Most U.S. consumers have a credit report, whether they know it or not AND whether they use it or not. These reports are generated by the three major credit reporting agencies, or CRAs, based on activity associated with buying and borrowing. When you first start out, you might have “no credit” and therefore not have a credit report, but multiple lender requests into your credit background can generate a report in your name.
For many years, credit reports were a good way to keep tabs on your financial identity; if someone had stolen your identity and tried to open new accounts or lines of credit, you might find that information on there. At the same time, people who were already victims of identity theft have been urged to put “freezes” or “alerts” on their credit reports to keep thieves from opening more accounts in their names.
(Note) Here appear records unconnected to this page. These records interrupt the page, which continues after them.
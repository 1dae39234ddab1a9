use sea_orm::entity::prelude::*;
use serde::{Deserialize, Serialize};

#[derive(Clone, Debug, PartialEq, DeriveEntityModel, Serialize, Deserialize)]
#[sea_orm(table_name = "habit_templates")]
pub struct Model {
    #[sea_orm(primary_key, auto_increment = false)]
    pub id: String,
    pub title: String,
    pub description: Option<String>,
    pub category: Option<String>,
    pub frequency: String,
    pub duration_minutes: Option<i32>,
    pub theme: Option<String>,
    pub created_at: String,
}

#[derive(Copy, Clone, Debug, EnumIter, DeriveRelation)]
pub enum Relation {}

impl ActiveModelBehavior for ActiveModel {}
Freezes mean that the CRA cannot release your credit report to a lender, which is supposed to prevent a new account from being opened. The problem for many consumers is that freezing your account incurred a small fee, one that ranged from $2 to $10 depending on the agency. “Thawing” your account if you wanted to open a legitimate credit line also could result in a fee, as did refreezing once the process is finished.
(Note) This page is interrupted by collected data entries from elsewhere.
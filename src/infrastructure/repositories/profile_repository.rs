//! SeaORM implementation of ProfileRepository

use async_trait::async_trait;
use sea_orm::sea_query::{Expr, OnConflict};
use sea_orm::{
    ActiveModelTrait, ColumnTrait, DatabaseConnection, EntityTrait, QueryFilter, QueryOrder,
    QuerySelect, Set,
};
use std::collections::HashMap;

use super::{conditional_debit, profile_to_domain};
use crate::domain::{
    DomainError, LeaderboardEntry, NotificationPreferences, Profile, ProfileRepository,
    ProfileUpdate,
};
use crate::models::habit::{Column as HabitColumn, Entity as HabitEntity};
use crate::models::profile::{ActiveModel, Column, Entity as ProfileEntity};

pub const DEFAULT_THEME: &str = "default";

fn preferences_json(preferences: NotificationPreferences) -> Result<String, DomainError> {
    serde_json::to_string(&preferences).map_err(|e| DomainError::Internal(e.to_string()))
}

/// SeaORM-based implementation of ProfileRepository
pub struct SeaOrmProfileRepository {
    db: DatabaseConnection,
}

impl SeaOrmProfileRepository {
    pub fn new(db: DatabaseConnection) -> Self {
        Self { db }
    }

    async fn require(&self, id: &str) -> Result<Profile, DomainError> {
        self.find_by_id(id)
            .await?
            .ok_or(DomainError::NotFound("Profile"))
    }
}

#[async_trait]
impl ProfileRepository for SeaOrmProfileRepository {
    async fn find_by_id(&self, id: &str) -> Result<Option<Profile>, DomainError> {
        let profile = ProfileEntity::find_by_id(id.to_string())
            .one(&self.db)
            .await?;
        profile.map(profile_to_domain).transpose()
    }

    async fn provision(&self, id: &str, username: &str) -> Result<Profile, DomainError> {
        let now = chrono::Utc::now().to_rfc3339();
        let fresh = ActiveModel {
            id: Set(id.to_string()),
            username: Set(username.to_string()),
            display_name: Set(None),
            avatar_url: Set(None),
            bio: Set(None),
            theme: Set(DEFAULT_THEME.to_string()),
            notification_preferences: Set(preferences_json(NotificationPreferences::default())?),
            timezone: Set(None),
            xp: Set(0),
            level: Set(1),
            coins: Set(0),
            created_at: Set(now.clone()),
            updated_at: Set(now),
        };

        // Two first requests may race; the loser's insert is a no-op.
        ProfileEntity::insert(fresh)
            .on_conflict(OnConflict::column(Column::Id).do_nothing().to_owned())
            .exec_without_returning(&self.db)
            .await?;

        self.require(id).await
    }

    async fn update(&self, id: &str, update: ProfileUpdate) -> Result<Profile, DomainError> {
        let existing = ProfileEntity::find_by_id(id.to_string())
            .one(&self.db)
            .await?
            .ok_or(DomainError::NotFound("Profile"))?;

        let mut active: ActiveModel = existing.into();
        if let Some(username) = update.username {
            active.username = Set(username);
        }
        if let Some(display_name) = update.display_name {
            active.display_name = Set(Some(display_name));
        }
        if let Some(avatar_url) = update.avatar_url {
            active.avatar_url = Set(Some(avatar_url).filter(|u| !u.is_empty()));
        }
        if let Some(bio) = update.bio {
            active.bio = Set(Some(bio).filter(|b| !b.is_empty()));
        }
        if let Some(theme) = update.theme {
            active.theme = Set(theme);
        }
        if let Some(preferences) = update.notification_preferences {
            active.notification_preferences = Set(preferences_json(preferences)?);
        }
        if let Some(timezone) = update.timezone {
            active.timezone = Set(Some(timezone).filter(|t| !t.is_empty()));
        }
        active.updated_at = Set(chrono::Utc::now().to_rfc3339());

        let updated = active.update(&self.db).await?;
        profile_to_domain(updated)
    }

    async fn credit_coins(&self, id: &str, amount: i64) -> Result<Profile, DomainError> {
        if amount < 0 {
            return Err(DomainError::Validation(
                "Credit amount cannot be negative".to_string(),
            ));
        }

        let result = ProfileEntity::update_many()
            .col_expr(Column::Coins, Expr::col(Column::Coins).add(amount))
            .col_expr(
                Column::UpdatedAt,
                Expr::value(chrono::Utc::now().to_rfc3339()),
            )
            .filter(Column::Id.eq(id))
            .exec(&self.db)
            .await?;

        if result.rows_affected == 0 {
            return Err(DomainError::NotFound("Profile"));
        }
        self.require(id).await
    }

    async fn debit_coins(&self, id: &str, amount: i64) -> Result<Profile, DomainError> {
        conditional_debit(&self.db, id, amount).await
    }

    async fn leaderboard(&self, limit: u64) -> Result<Vec<LeaderboardEntry>, DomainError> {
        let profiles = ProfileEntity::find()
            .order_by_desc(Column::Xp)
            .order_by_asc(Column::Username)
            .limit(limit)
            .all(&self.db)
            .await?;

        let streaks: HashMap<String, i32> = HabitEntity::find()
            .select_only()
            .column(HabitColumn::UserId)
            .column_as(HabitColumn::Streak.max(), "highest_streak")
            .group_by(HabitColumn::UserId)
            .into_tuple::<(String, Option<i32>)>()
            .all(&self.db)
            .await?
            .into_iter()
            .map(|(user_id, streak)| (user_id, streak.unwrap_or(0)))
            .collect();

        Ok(profiles
            .into_iter()
            .map(|p| LeaderboardEntry {
                highest_streak: streaks.get(&p.id).copied().unwrap_or(0),
                user_id: p.id,
                username: p.username,
                display_name: p.display_name,
                avatar_url: p.avatar_url,
                xp: p.xp,
                level: p.level,
            })
            .collect())
    }
}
Now, Congress has been called upon to take action in light of the recent Equifax data breach. This single event exposed more than 148 million consumers’ complete identities to hackers. As a result, Equifax offered free credit freezes for a limited time, but lawmakers came up with another solution. Thanks in part to grassroots advocacy efforts, the House has passed a bill that will waive the credit freeze fee for all consumers from all three credit reporting agencies.
This bill, which has been signed into law by the White House, will not go into effect until September 21st, so in the meantime, consumers need to remain vigilant about protecting themselves:
- If you haven’t already done so, Equifax is still offering free credit freezes until the law goes into effect. Signing up for a freeze is simple and instructions are on their website.
- Regardless of whether you have freezes in place, monitoring your credit reports routinely is important for protecting yourself from identity theft crimes. You are entitled to one free credit report each year from each of the three major credit reporting agencies. You can find out more at annualcreditreport.com.
- Checking over account statements and using strong passwords on all of your accounts can help minimize the risk and the long-term effects of identity theft.